Un mundo de diferencia con relación a la situación actual, plagada de interinidades, en el que el desiderátum pronto deja de ser el desarrollo del profesor y la excelencia docente para convertirse en una obsesión –entendible— por escapar de la precariedad, mediante la obtención de la preciada plaza fija.

No existe fuerza más transformadora y más democrática que la educación. Financiada a través de becas y el sistema público permite vencer barreras de socioeconómicas, de género y de raza y para crear futuros científicos o directivos de empresa. Y es el único factor que puede elevar el potencial de toda una sociedad para enfrentarse a un mundo más complejo y más competitivo en el que en 30 años –una generación— la mitad del empleo se generará en profesiones que todavía no existen.

Finlandia se suele citar a menudo como modelo a seguir. Particularmente, me impresiona más el de Corea del Sur. En 1953 era un país pobre, rural, dividido y devastado por la guerra. La educación ha sido el motor de una transformación que en dos generaciones lo ha convertido en la decimocuarta economía del mundo, con un PIB un 16% mayor que el español y una renta per cápita (con una población similar) un 5% más elevada.

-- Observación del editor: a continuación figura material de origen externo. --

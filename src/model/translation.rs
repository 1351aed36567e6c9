//! Encoder/decoder pair per domain with a shared latent space.
//!
//! Each domain's transition vector `[prev_obs | action | obs]` is encoded
//! into a latent code of fixed dimension shared by both domains, and
//! decoded back into a full transition vector. Crossing encoder and
//! decoder between domains yields translation; chaining a cross-domain
//! round trip yields the cycle reconstruction used as a training signal
//! when no paired data exists.

use burn::module::Module;
use burn::nn::{Linear, LinearConfig};
use burn::prelude::*;
use burn::tensor::activation::relu;

/// Configuration for a [`TranslationModel`].
#[derive(Debug, Clone)]
pub struct TranslationModelConfig {
    /// Transition vector dimension of domain A (`2 * obs_dim + action_dim`).
    pub dim_a: usize,
    /// Transition vector dimension of domain B.
    pub dim_b: usize,
    /// Shared latent dimension.
    pub latent_dim: usize,
    /// Hidden layer width of every encoder/decoder MLP.
    pub hidden_dim: usize,
}

impl TranslationModelConfig {
    /// Create a new configuration.
    pub fn new(dim_a: usize, dim_b: usize, latent_dim: usize) -> Self {
        Self {
            dim_a,
            dim_b,
            latent_dim,
            hidden_dim: 128,
        }
    }

    /// Set the hidden layer width.
    pub fn with_hidden_dim(mut self, hidden_dim: usize) -> Self {
        self.hidden_dim = hidden_dim;
        self
    }

    /// Initialize model parameters on the given device.
    pub fn init<B: Backend>(&self, device: &B::Device) -> TranslationModel<B> {
        TranslationModel {
            encoder_a: CoderConfig::new(self.dim_a, self.hidden_dim, self.latent_dim).init(device),
            decoder_a: CoderConfig::new(self.latent_dim, self.hidden_dim, self.dim_a).init(device),
            encoder_b: CoderConfig::new(self.dim_b, self.hidden_dim, self.latent_dim).init(device),
            decoder_b: CoderConfig::new(self.latent_dim, self.hidden_dim, self.dim_b).init(device),
            latent_dim: self.latent_dim,
        }
    }
}

/// Three-layer MLP used for every encoder and decoder.
#[derive(Debug, Clone)]
struct CoderConfig {
    d_input: usize,
    d_hidden: usize,
    d_output: usize,
}

impl CoderConfig {
    fn new(d_input: usize, d_hidden: usize, d_output: usize) -> Self {
        Self {
            d_input,
            d_hidden,
            d_output,
        }
    }

    fn init<B: Backend>(&self, device: &B::Device) -> Coder<B> {
        Coder {
            fc1: LinearConfig::new(self.d_input, self.d_hidden).init(device),
            fc2: LinearConfig::new(self.d_hidden, self.d_hidden).init(device),
            fc3: LinearConfig::new(self.d_hidden, self.d_output).init(device),
        }
    }
}

/// MLP mapping between a domain's transition space and the latent space.
#[derive(Module, Debug)]
pub struct Coder<B: Backend> {
    fc1: Linear<B>,
    fc2: Linear<B>,
    fc3: Linear<B>,
}

impl<B: Backend> Coder<B> {
    /// Forward pass over a `[batch, d_input]` tensor.
    pub fn forward(&self, x: Tensor<B, 2>) -> Tensor<B, 2> {
        let x = relu(self.fc1.forward(x));
        let x = relu(self.fc2.forward(x));
        self.fc3.forward(x)
    }
}

/// Two encoder/decoder pairs sharing one latent space.
///
/// All four forward functions are pure in their inputs and current
/// parameters; the model holds no state besides weights.
#[derive(Module, Debug)]
pub struct TranslationModel<B: Backend> {
    encoder_a: Coder<B>,
    decoder_a: Coder<B>,
    encoder_b: Coder<B>,
    decoder_b: Coder<B>,
    latent_dim: usize,
}

impl<B: Backend> TranslationModel<B> {
    /// Shared latent dimension.
    pub fn latent_dim(&self) -> usize {
        self.latent_dim
    }

    /// Encode domain-A transitions `[batch, dim_a]` into latent codes
    /// `[batch, latent_dim]`.
    pub fn encode_a(&self, x: Tensor<B, 2>) -> Tensor<B, 2> {
        self.encoder_a.forward(x)
    }

    /// Decode latent codes into domain-A transitions `[batch, dim_a]`.
    pub fn decode_a(&self, z: Tensor<B, 2>) -> Tensor<B, 2> {
        self.decoder_a.forward(z)
    }

    /// Encode domain-B transitions `[batch, dim_b]` into latent codes.
    pub fn encode_b(&self, x: Tensor<B, 2>) -> Tensor<B, 2> {
        self.encoder_b.forward(x)
    }

    /// Decode latent codes into domain-B transitions `[batch, dim_b]`.
    pub fn decode_b(&self, z: Tensor<B, 2>) -> Tensor<B, 2> {
        self.decoder_b.forward(z)
    }
}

La enseñanza, por su componente de adoctrinamiento y su carga presupuestaria, lleva a que  cada nuevo gobierno modifique la norma del anterior cuando llega al poder. Añádase la capa adicional de singularidad de cada comunidad autónoma y resulta que la educación es el producto que resulta tras atender prioridades –políticas, económicas, laborales— que se anteponen a la excelencia.

La crisis y los recortes en ayudas y becas de los últimos años ha exacerbado, además, un elemento adicional: la desigualdad. Las familias suplen las carencias del sistema. Los que tienen recursos envían a sus hijos al extranjero, pagan colegios privados o costean escuelas de negocios en las que un solo curso cuesta más del doble que el ingreso medio de los hogares españoles. Pero otras muchas hacen grandes sacrificios, que evocan otras épocas, para dar a sus hijos el plus de calidad que creen no que obtienen del sistema.

De continuar por este camino, el papel de igualador y radicalmente democrático de la educación como motor de movilidad social corre riesgo de atrofia. Unido a otros factores de quiebra social como la creciente brecha salarial y el paro juvenil, los fundamentos de una sociedad moderna, competitiva y justa sólo pueden continuar deteriorándose.

En Finlandia y en Corea, la educación es una religión cívica, un afán colectivo por encima de la política y del cortoplacismo. Aspirar a que lo sea entre nosotros requiere debates como el suscitado por el Libro Blanco de Marina. Hasta ahora, por ser políticamente inoportunas, se han evitado preguntas difíciles. Pero, ¿se consentiría a un mal cirujano operar a un niño? ¿Por qué, entonces, no se puede vigilar para que un mal enseñante no opere –por acción u omisión—sobre la mente de los alumnos que se le confían?

Es preciso huir de la demagogia, pero también de la parálisis por análisis. La nueva etapa política que se inaugura abre una ventana de oportunidad para abordar la cuestión en la que nuestra sociedad ha fallado (véase si no los informes PISA, las tasas de fracaso escolar y los rankings de universidades) y que es imperativo reparar. No porque sea lo justo y cívico –que también—sino por puro interés.